Les échanges de films sont peut-être encore plus délicats. Le cinéma détient une puissance de suggestion qui déborde largement son message explicite, et ménage un espace immense à la propagande non formulée, voire involontaire. Nous proposons donc de limiter les échanges à quelques films qui seraient jugés par chaque partie soit représentatifs de son mode de vie, soit typiques de ses recherches d’art et de technique.

Enfin, nous insistons sur la nécessité de présenter de part et d’autre des expositions de livres et de revues. Les Soviétiques peuvent et doivent redouter la libre diffusion de nos ouvrages et de nos revues dans un public qu’ils entendent contrôler et éduquer d’une manière bien définie. Mais s’ils se déclarent favorables au principe des échanges culturels, comment pourraient-ils s’opposer à ce que l’on montre, au moins à leur public le mieux trié, les réalisations de l’Europe ? À ce que l’on donne à ce public (si restreint qu’ils le veuillent) une idée précise du nombre et de la qualité de nos publications, de leur apparence typographique et de leurs sujets ?

III. Remarques conclusives

Si les autorités seules compétentes en URSS opposaient à de telles propositions une fin de non-recevoir absolue, ou un mutisme massif, [p. 36] les intellectuels européens se verraient obligés, du même coup, de penser que les propositions soviétiques d’échanges culturels sont vides de tout contenu concret, et de toute intention sincère d’aboutir à rien de sérieux.

Dans ce cas, les intellectuels européens n’auraient plus le choix. À défaut du dialogue réel que souhaitent, nous le savons, leurs confrères soviétiques, ils devraient faire campagne pour une autre forme de réciprocité, la seule possible en l’occurrence : l’application des critères molotoviens aux activités culturelles de l’URSS dans nos pays, c’est- à-dire l’interdiction pure et simple de ces activités sous l’accusation d’espionnage ou de propagande destinée à « déclencher l’activité subversive des rebuts sociaux » (Molotov). On retomberait alors dans la guerre froide, qui est la guerre tout court sur le plan de la culture.
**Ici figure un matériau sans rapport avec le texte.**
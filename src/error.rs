use std::path::PathBuf;
use thiserror::Error;

#[derive(Error, Debug)]
pub enum ReportError {
    #[error("No snapshot files found in {}", .dir.display())]
    NoCurrentSnapshot { dir: PathBuf },

    #[error("I/O error on {}: {source}", .path.display())]
    Io {
        path: PathBuf,
        #[source]
        source: std::io::Error,
    },

    #[error("Could not read snapshot {}: {source}", .path.display())]
    Csv {
        path: PathBuf,
        #[source]
        source: csv::Error,
    },

    #[error("Archive fetch failed: {0}")]
    RemoteFetch(String),

    #[error("Report rendering failed: {0}")]
    Render(String),

    #[error("Invalid configuration: {0}")]
    Config(String),

    #[error("Serialization error: {0}")]
    Json(#[from] serde_json::Error),
}

impl ReportError {
    pub fn io(path: impl Into<PathBuf>, source: std::io::Error) -> Self {
        ReportError::Io {
            path: path.into(),
            source,
        }
    }

    /// Process exit code for the binary. `NoCurrentSnapshot` is a soft halt.
    pub fn exit_code(&self) -> u8 {
        match self {
            ReportError::NoCurrentSnapshot { .. } => 0,
            ReportError::Config(_) => 2,
            ReportError::Io { .. } | ReportError::Csv { .. } | ReportError::RemoteFetch(_) => 3,
            ReportError::Render(_) | ReportError::Json(_) => 4,
        }
    }
}

impl From<std::fmt::Error> for ReportError {
    fn from(e: std::fmt::Error) -> Self {
        ReportError::Render(e.to_string())
    }
}

pub type Result<T> = std::result::Result<T, ReportError>;
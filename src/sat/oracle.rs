#![warn(clippy::all, clippy::pedantic, clippy::nursery, clippy::cargo)]
//! The SAT oracle seam.
//!
//! Encoders never search for models themselves: they hand a [`Cnf`] to an
//! [`Oracle`] and get back either a satisfying [`Assignment`] or an
//! unsatisfiable verdict. [`SplrOracle`] is the default implementation,
//! backed by the `splr` CDCL solver.

use crate::sat::assignment::Assignment;
use crate::sat::cnf::{Cnf, Lit};
use splr::{Certificate, SolverError};

/// The verdict of one oracle call.
#[derive(Debug, Clone, PartialEq, Eq)]
pub enum SatResult {
    /// The formula is satisfiable; the assignment satisfies every clause.
    Satisfiable(Assignment),
    /// The formula has no model.
    Unsatisfiable,
}

impl SatResult {
    /// The assignment, if satisfiable.
    #[must_use]
    pub fn into_assignment(self) -> Option<Assignment> {
        match self {
            Self::Satisfiable(a) => Some(a),
            Self::Unsatisfiable => None,
        }
    }

    /// Whether the verdict is satisfiable.
    #[must_use]
    pub const fn is_sat(&self) -> bool {
        matches!(self, Self::Satisfiable(_))
    }
}

/// The oracle failed for a reason other than unsatisfiability.
#[derive(Debug, Clone, PartialEq, Eq, derive_more::Display, derive_more::Error)]
pub enum OracleError {
    /// The backing solver reported an internal failure.
    #[display("SAT solver failed: {reason}")]
    Solver {
        /// The solver's own description of the failure.
        #[error(not(source))]
        reason: String,
    },
}

/// Anything able to decide a CNF formula.
///
/// Implementations are used for exactly one call per solve; a fresh solver
/// instance is built inside `solve` and dropped before it returns.
pub trait Oracle {
    /// Decides `cnf`.
    ///
    /// # Errors
    ///
    /// [`OracleError`] if the solver fails. An unsatisfiable formula is not
    /// an error.
    fn solve(&mut self, cnf: &Cnf) -> Result<SatResult, OracleError>;
}

/// The default oracle, delegating to the `splr` solver.
#[derive(Debug, Clone, Copy, Default)]
pub struct SplrOracle;

impl Oracle for SplrOracle {
    fn solve(&mut self, cnf: &Cnf) -> Result<SatResult, OracleError> {
        if cnf.has_empty_clause() {
            log::debug!("formula contains an empty clause");
            return Ok(SatResult::Unsatisfiable);
        }
        if cnf.is_empty() {
            return Ok(SatResult::Satisfiable(Assignment::default()));
        }
        if cnf.num_vars > Lit::MAX.unsigned_abs() {
            return Err(OracleError::Solver {
                reason: format!("variable {} does not fit a DIMACS literal", cnf.num_vars),
            });
        }

        log::debug!(
            "invoking splr: {} variables, {} clauses",
            cnf.num_vars,
            cnf.len()
        );

        match Certificate::try_from(cnf.to_vecs()) {
            Ok(Certificate::SAT(model)) => Ok(SatResult::Satisfiable(Assignment::from_model(&model))),
            Ok(Certificate::UNSAT) => Ok(SatResult::Unsatisfiable),
            // Conflicting unit clauses are detected while the clauses are
            // loaded, before any search.
            Err(
                SolverError::EmptyClause
                | SolverError::Inconsistent
                | SolverError::RootLevelConflict(..),
            ) => Ok(SatResult::Unsatisfiable),
            Err(e) => Err(OracleError::Solver {
                reason: format!("{e:?}"),
            }),
        }
    }
}

/// Decides `cnf` with the default oracle.
///
/// # Errors
///
/// See [`Oracle::solve`].
pub fn solve(cnf: &Cnf) -> Result<SatResult, OracleError> {
    SplrOracle.solve(cnf)
}

#[cfg(test)]
mod tests {
    use super::*;

    #[test]
    fn test_sat() {
        let cnf = Cnf::new(vec![vec![1, 2], vec![-1, 2], vec![1, -2]]);
        let result = solve(&cnf).unwrap();
        let assignment = result.into_assignment().unwrap();
        assert!(assignment.is_true(1));
        assert!(assignment.is_true(2));
        assert!(cnf.verify(&assignment));
    }

    #[test]
    fn test_unsat() {
        let cnf = Cnf::new(vec![vec![1, 2], vec![-1, 2], vec![1, -2], vec![-1, -2]]);
        assert_eq!(solve(&cnf).unwrap(), SatResult::Unsatisfiable);
    }

    #[test]
    fn test_conflicting_units_unsat() {
        let cnf = Cnf::new(vec![vec![1], vec![-1]]);
        assert_eq!(solve(&cnf).unwrap(), SatResult::Unsatisfiable);
    }

    #[test]
    fn test_min_literal_is_an_error() {
        let cnf = Cnf::new(vec![vec![1], vec![i32::MIN]]);
        let err = solve(&cnf).unwrap_err();
        assert!(matches!(err, OracleError::Solver { .. }));
    }

    #[test]
    fn test_empty_clause_unsat() {
        let cnf = Cnf::new(vec![vec![1], vec![]]);
        assert_eq!(solve(&cnf).unwrap(), SatResult::Unsatisfiable);
    }

    #[test]
    fn test_empty_formula_sat() {
        let result = solve(&Cnf::default()).unwrap();
        assert_eq!(result, SatResult::Satisfiable(Assignment::default()));
    }
}
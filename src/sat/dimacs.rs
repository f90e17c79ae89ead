#![warn(clippy::all, clippy::pedantic, clippy::nursery, clippy::cargo)]
//! A reader for the DIMACS CNF file format.
//!
//! The format typically includes:
//! - Comment lines starting with 'c'.
//! - A problem line 'p cnf <`num_variables`> <`num_clauses`>'. The counts are
//!   not trusted; they are derived from the clauses actually read.
//! - Clause lines of whitespace-separated literals terminated by '0'.
//! - An optional '%' line marking end-of-data.
//!
//! Writing goes through the `Display` impl of [`Cnf`].

use crate::sat::cnf::{Clause, Cnf, Lit};
use std::io::{self, BufRead};
use std::path::Path;

/// Errors raised while reading DIMACS input.
#[derive(Debug, derive_more::Display, derive_more::Error, derive_more::From)]
pub enum DimacsError {
    /// The underlying reader failed.
    #[display("failed to read DIMACS input: {_0}")]
    Io(io::Error),
    /// A token on a clause line is not a literal: not an integer, or
    /// `i32::MIN`, which has no variable.
    #[display("line {line}: failed to parse literal '{token}' as i32")]
    #[from(ignore)]
    InvalidLiteral {
        /// 1-based line number.
        line: usize,
        /// The offending token.
        #[error(not(source))]
        token: String,
    },
}

/// Parses DIMACS formatted data from a `BufRead` source into a [`Cnf`].
///
/// Each non-comment line is one clause; the terminating `0` is dropped. A
/// line holding only `0` is skipped rather than read as an empty clause.
///
/// # Errors
///
/// [`DimacsError::Io`] if reading fails, [`DimacsError::InvalidLiteral`] on a
/// non-integer token or on `-2147483648`.
pub fn parse_dimacs<R: BufRead>(reader: R) -> Result<Cnf, DimacsError> {
    let mut cnf = Cnf::default();

    for (idx, line) in reader.lines().enumerate() {
        let line = line?;
        let mut parts = line.split_whitespace().peekable();

        match parts.peek() {
            Some(&"%") => break,
            None | Some(&"c" | &"p") => {}
            Some(_) => {
                let clause = parts
                    .map(|token| {
                        token
                            .parse::<Lit>()
                            .ok()
                            .filter(|&lit| lit != Lit::MIN)
                            .ok_or_else(|| DimacsError::InvalidLiteral {
                                line: idx + 1,
                                token: token.to_string(),
                            })
                    })
                    .filter(|lit| !matches!(lit, Ok(0)))
                    .collect::<Result<Clause, _>>()?;

                if !clause.is_empty() {
                    cnf.push(clause);
                }
            }
        }
    }

    Ok(cnf)
}

/// Parses a DIMACS CNF file.
///
/// # Errors
///
/// See [`parse_dimacs`]; opening the file may also fail with
/// [`DimacsError::Io`].
pub fn parse_file(path: impl AsRef<Path>) -> Result<Cnf, DimacsError> {
    let file = std::fs::File::open(path)?;
    parse_dimacs(io::BufReader::new(file))
}

#[cfg(test)]
mod tests {
    use super::*;
    use std::io::Cursor;

    #[test]
    fn test_parse_simple_dimacs() {
        let dimacs_content = "c This is a comment\n\
                              p cnf 3 2\n\
                              1 -2 0\n\
                              2 3 0\n";
        let cnf = parse_dimacs(Cursor::new(dimacs_content)).unwrap();

        assert_eq!(cnf.len(), 2, "Should parse 2 clauses");
        assert_eq!(cnf.num_vars, 3);
        assert_eq!(cnf.to_vecs(), vec![vec![1, -2], vec![2, 3]]);
    }

    #[test]
    fn test_parse_dimacs_with_empty_lines_and_end_marker() {
        let dimacs_content = "p cnf 2 2\n\
                              \n\
                              1 0\n\
                              \n\
                              -2 0\n\
                              %\n\
                              c this should be ignored";
        let cnf = parse_dimacs(Cursor::new(dimacs_content)).unwrap();

        assert_eq!(cnf.to_vecs(), vec![vec![1], vec![-2]]);
    }

    #[test]
    fn test_parse_dimacs_zero_only_line() {
        let cnf = parse_dimacs(Cursor::new("p cnf 1 1\n0\n")).unwrap();
        assert!(cnf.is_empty());
    }

    #[test]
    fn test_parse_dimacs_malformed_literal() {
        let err = parse_dimacs(Cursor::new("1 0\n1 abc 0\n")).unwrap_err();
        assert!(matches!(err, DimacsError::InvalidLiteral { line: 2, .. }));
        assert_eq!(err.to_string(), "line 2: failed to parse literal 'abc' as i32");
    }

    #[test]
    fn test_parse_dimacs_rejects_min_literal() {
        let err = parse_dimacs(Cursor::new("-2147483648 0\n")).unwrap_err();
        assert!(matches!(err, DimacsError::InvalidLiteral { line: 1, .. }));

        let cnf = parse_dimacs(Cursor::new("2147483647 -2147483647 0\n")).unwrap();
        assert_eq!(cnf.num_vars, 2_147_483_647);
    }

    #[test]
    fn test_display_is_readable_back() {
        let cnf = Cnf::new(vec![vec![4, -1], vec![2]]);
        let parsed = parse_dimacs(Cursor::new(cnf.to_string())).unwrap();
        assert_eq!(parsed, cnf);
    }
}
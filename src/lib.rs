#![deny(missing_docs)]
//! SAT reductions for logic puzzles.
//!
//! Sudoku completion and bounded-horizon Sokoban planning are encoded as CNF,
//! handed to an external SAT solver and decoded back into puzzle answers.

/// The `error` module holds the crate-level error type.
pub mod error;

/// The `sat` module holds the puzzle-independent plumbing: formulas,
/// assignments, variable indexing, DIMACS input and the solver oracle.
pub mod sat;

/// The `sokoban` module plans Sokoban solutions within a fixed number of
/// steps.
pub mod sokoban;

/// The `sudoku` module solves Sudoku puzzles of side 4, 9, 16 or 25.
pub mod sudoku;

pub use error::Error;
pub use sokoban::solve_sokoban;
pub use sudoku::solve_sudoku;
Nous avons toutes les raisons de nous refuser avec énergie à cette éventualité.

Nous n’avons rien à redouter, pour notre part, d’échanges totalement libres. C’est pourquoi nous sommes prêts à accepter des échanges qui seraient libres chez nous, mais « autorisés » chez les Russes. Et cela par simple réalisme, en vertu de notre désir d’aboutir à si peu que ce soit qui puisse servir la paix, — objectif proclamé sans relâche par les Soviétiques.

Nous sommes conscients de la pression diffuse et sans cesse croissante, qu’exerce une partie au moins de l’intelligentsia soviétique en faveur d’échanges culturels — libres ou contrôlés, peu importe, mais réels — entre l’Occident et la Russie.

Les échanges de délégués-propagandistes officiels, surveillés pas à pas, ne nous intéressent guère, du simple fait qu’ils ne répondent en rien aux désirs concrets du peuple russe, ni aux nôtres. Ils appartiennent à une ère désormais dépassée par l’évolution historique, et dont les porte-parole seront donc fatalement mis au pas ou condamnés, demain ou après-demain, en Russie même.

Seul l’avenir pacifique de nos relations de peuple européen à peuple russe, et de culture à culture, nous tient à cœur.